Connecticut Mom, Who Lost Everything In Flood, Finds Precious Photo Of Unborn Child
Image via NBC Connecticut

Connecticut Mom, Who Lost Everything In Flood, Finds Precious Photo Of Unborn Child

With every storm comes a small sliver of light. A Connecticut mom recently lost her home in a tragic flood. However, a stranger reunited her with an irreplaceable memento.

Flood waters collapsed Randi Marcucio's home in Oxford, Colorado. Rainwater from the storm caused a brook in her yard to overflow. Due to the current of the water, the flood ended up washing a sonogram photo of the Connecticut mom's son away along with the house. According to NBC Connecticut, the photo floated 35 miles away.

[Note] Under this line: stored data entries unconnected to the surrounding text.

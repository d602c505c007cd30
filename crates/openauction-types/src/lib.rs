//! # openauction-types
//!
//! Shared types, errors, and configuration for the **OpenAuction** engine.
//!
//! This crate is the leaf dependency of the workspace — every other crate
//! depends on it. It defines:
//!
//! - **Identifiers**: [`AuctionId`], [`PlayerId`], [`TeamId`], [`BidId`]
//! - **Auction model**: [`AuctionStatus`], [`CurrentBid`], [`AuctionSnapshot`]
//! - **Bid model**: [`Bid`], [`BidStatus`]
//! - **Participant model**: [`Participant`]
//! - **Catalog entries**: [`PlayerInfo`], [`TeamInfo`]
//! - **Inbound actions**: [`ControlAction`], [`BidRequest`]
//! - **Outbound events**: [`AuctionEvent`], [`UnsoldReason`]
//! - **Configuration**: [`AuctionConfig`]
//! - **Errors**: [`AuctionError`] with `AU_ERR_` prefix codes
//! - **Constants**: system-wide limits and defaults

pub mod action;
pub mod auction;
pub mod bid;
pub mod config;
pub mod constants;
pub mod error;
pub mod event;
pub mod ids;
pub mod participant;
pub mod player;

// Re-export all primary types at crate root for ergonomic imports:
//   use openauction_types::{Bid, BidStatus, AuctionEvent, ...};

pub use action::*;
pub use auction::*;
pub use bid::*;
pub use config::*;
pub use error::*;
pub use event::*;
pub use ids::*;
pub use participant::*;
pub use player::*;

// Constants are accessed via `openauction_types::constants::FOO`
// (not re-exported to avoid name collisions).
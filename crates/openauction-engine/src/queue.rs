//! Ordered queue of players pending auction.
//!
//! Position is the ordering key. The shuffle is an unbiased Fisher–Yates
//! permutation of every entry except a pinned id, which is restored to the
//! front — the player under the hammer stays first.

use openauction_types::PlayerId;
use rand::Rng;
use rand::seq::SliceRandom;
use serde::{Deserialize, Serialize};

/// Ordered, mutable sequence of pending player ids.
#[derive(Debug, Clone, Default, PartialEq, Eq, Serialize, Deserialize)]
pub struct PlayerQueue {
    entries: Vec<PlayerId>,
}

impl PlayerQueue {
    #[must_use]
    pub fn new() -> Self {
        Self {
            entries: Vec::new(),
        }
    }

    #[must_use]
    pub fn from_players(entries: Vec<PlayerId>) -> Self {
        Self { entries }
    }

    /// Append a player at the back.
    pub fn push_back(&mut self, player_id: PlayerId) {
        self.entries.push(player_id);
    }

    /// Remove a player wherever it sits. Returns whether it was present.
    pub fn remove(&mut self, player_id: PlayerId) -> bool {
        match self.entries.iter().position(|&p| p == player_id) {
            Some(idx) => {
                self.entries.remove(idx);
                true
            }
            None => false,
        }
    }

    /// The player at the front, without removing it.
    #[must_use]
    pub fn peek_head(&self) -> Option<PlayerId> {
        self.entries.first().copied()
    }

    /// Remove and return the player at the front.
    pub fn pop_head(&mut self) -> Option<PlayerId> {
        if self.entries.is_empty() {
            None
        } else {
            Some(self.entries.remove(0))
        }
    }

    #[must_use]
    pub fn contains(&self, player_id: PlayerId) -> bool {
        self.entries.contains(&player_id)
    }

    /// Fisher–Yates shuffle of all entries except `pinned`, which — if
    /// present — ends up at position 0.
    pub fn shuffle_excluding<R: Rng + ?Sized>(&mut self, pinned: Option<PlayerId>, rng: &mut R) {
        let pin = pinned.filter(|&p| self.remove(p));
        self.entries.shuffle(rng);
        if let Some(p) = pin {
            self.entries.insert(0, p);
        }
    }

    #[must_use]
    pub fn len(&self) -> usize {
        self.entries.len()
    }

    #[must_use]
    pub fn is_empty(&self) -> bool {
        self.entries.is_empty()
    }

    /// The pending order, front first.
    #[must_use]
    pub fn as_slice(&self) -> &[PlayerId] {
        &self.entries
    }
}
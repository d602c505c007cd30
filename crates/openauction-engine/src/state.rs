//! The auction state machine.
//!
//! [`AuctionState`] is the owned aggregate for one auction: it composes the
//! player queue, bid ledger, and budget ledger, and is the only place their
//! state is mutated. Every operation validates the auction's status first,
//! applies all of its effects, and returns the events to publish — the caller
//! (the engine's critical section) publishes them only after the operation
//! returns `Ok`, so a failed operation is never observable.
//!
//! The current player remains in the queue while under the hammer; settlement
//! removes it and selects the new head. A settlement call carries the
//! caller's view of the current player, so a stale retry fails with
//! `NotCurrentPlayer` instead of debiting a budget twice.

use std::collections::HashMap;

use chrono::Utc;
use openauction_types::{
    AuctionConfig, AuctionError, AuctionEvent, AuctionId, AuctionSnapshot, AuctionStatus, Bid,
    CurrentBid, PlayerId, PlayerInfo, Result, TeamId, UnsoldReason, constants,
};
use rand::Rng;
use rust_decimal::Decimal;

use crate::bid_ledger::BidLedger;
use crate::budget::BudgetLedger;
use crate::queue::PlayerQueue;

/// How the current player's settlement resolved.
#[derive(Debug, Clone, Copy, PartialEq, Eq)]
pub enum Outcome {
    Sold { team: TeamId, amount: Decimal },
    Unsold { reason: UnsoldReason },
}

/// One auction's aggregate state.
#[derive(Debug, Clone)]
pub struct AuctionState {
    id: AuctionId,
    config: AuctionConfig,
    status: AuctionStatus,
    /// Base price and identity for every player in this auction.
    catalog: HashMap<PlayerId, PlayerInfo>,
    queue: PlayerQueue,
    bids: BidLedger,
    budgets: BudgetLedger,
    current_player: Option<PlayerId>,
    current_bid: Option<CurrentBid>,
    sold_count: u64,
    unsold_count: u64,
}
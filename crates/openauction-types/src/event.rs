//! Outbound events published by the engine after each committed transition.
//!
//! Events are emitted exactly once per committed transition, after commit,
//! never before. Consumers (the Notification Gateway) subscribe to a
//! per-auction broadcast channel and never see a transition that was rolled
//! back.

use chrono::{DateTime, Utc};
use rust_decimal::Decimal;
use serde::{Deserialize, Serialize};

use crate::{AuctionId, CurrentBid, PlayerId, TeamId};

/// Why a player went unsold.
#[derive(Debug, Clone, Copy, PartialEq, Eq, Hash, Serialize, Deserialize)]
pub enum UnsoldReason {
    /// No bids were placed before settlement.
    NoBids,
    /// An administrator skipped the player, forfeiting any standing bid.
    Skipped,
}

impl std::fmt::Display for UnsoldReason {
    fn fmt(&self, f: &mut std::fmt::Formatter<'_>) -> std::fmt::Result {
        match self {
            Self::NoBids => write!(f, "NO_BIDS"),
            Self::Skipped => write!(f, "SKIPPED"),
        }
    }
}

/// A committed auction transition.
#[derive(Debug, Clone, PartialEq, Eq, Serialize, Deserialize)]
#[serde(tag = "event", rename_all = "snake_case")]
pub enum AuctionEvent {
    AuctionStarted {
        first_player: PlayerId,
    },
    AuctionPaused,
    AuctionResumed,
    AuctionEnded,
    AuctionCancelled,
    BidPlaced {
        player: PlayerId,
        team: TeamId,
        amount: Decimal,
        /// The bidder this one outbid, if any.
        outbid_team: Option<TeamId>,
    },
    PlayerSold {
        player: PlayerId,
        team: TeamId,
        amount: Decimal,
    },
    PlayerUnsold {
        player: PlayerId,
        reason: UnsoldReason,
    },
    PlayerChanged {
        player: PlayerId,
        opening_bid: CurrentBid,
    },
    ResetDone,
}

impl AuctionEvent {
    /// Stable event name for logs and client payloads.
    #[must_use]
    pub fn name(&self) -> &'static str {
        match self {
            Self::AuctionStarted { .. } => "auction_started",
            Self::AuctionPaused => "auction_paused",
            Self::AuctionResumed => "auction_resumed",
            Self::AuctionEnded => "auction_ended",
            Self::AuctionCancelled => "auction_cancelled",
            Self::BidPlaced { .. } => "bid_placed",
            Self::PlayerSold { .. } => "player_sold",
            Self::PlayerUnsold { .. } => "player_unsold",
            Self::PlayerChanged { .. } => "player_changed",
            Self::ResetDone => "reset_done",
        }
    }
}

/// An event stamped with its auction and commit time, as published on the
/// broadcast channel.
#[derive(Debug, Clone, PartialEq, Eq, Serialize, Deserialize)]
pub struct CommittedEvent {
    pub auction_id: AuctionId,
    pub event: AuctionEvent,
    pub committed_at: DateTime<Utc>,
}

That's when a stranger found it floating in the Long Island Sound off Compo Beach. "I'm walking by the water's edge with my friend and I see what looks like a photograph in the water," Nancy Lewis told the outlet.

She grabbed the photo out of the water. Fortunately, Lewis recognized a name across the top of it. It said, "Marcucio, Randi." She ended up searching for the Connecticut mom online and realized that the woman just lost everything in a flood. She reached out to a media anchor to give Marcucio back her photo.

"My heart just broke, and just then reading her story, and that's why I reached out," Lewis said. Lewis met with the Connecticut mom, and the two ended up hugging each other. Marcucio has a three-year-old son, Rhylee.

Connecticut Mom Reunited With Photo

"I saw the devastation and read your story," Lewis told her. "A single mom, emergency room nurse, I figured you were somebody who's always caring for other people. And I just wanted to see if there was anything that I could do for you. I mean — apart from this little sonogram that I found."

Meanwhile, Marcucio's husband saw the discovery as spiritual in nature.

"For her to have been out at that beach, at that time, to see something like that, to think it wasn't just a piece of garbage, pick it up, follow through - thank you so much - it's a story in itself," he said. "And it allows me to think that there is something greater than us. That has something to do with what goes on with these things."

Meanwhile, the Connecticut mom says she's focused on rebuilding her life.

"Rhylee and I are alive. Several people are not. So, you know, maybe to honor those people who can't move forward, Rhylee and I could just work on thriving, because we survived," she told NBC. "So now it's time to thrive for the people that can't and their families. You know, this is the start. This is the middle. And we'll finish out with a good long life in the end."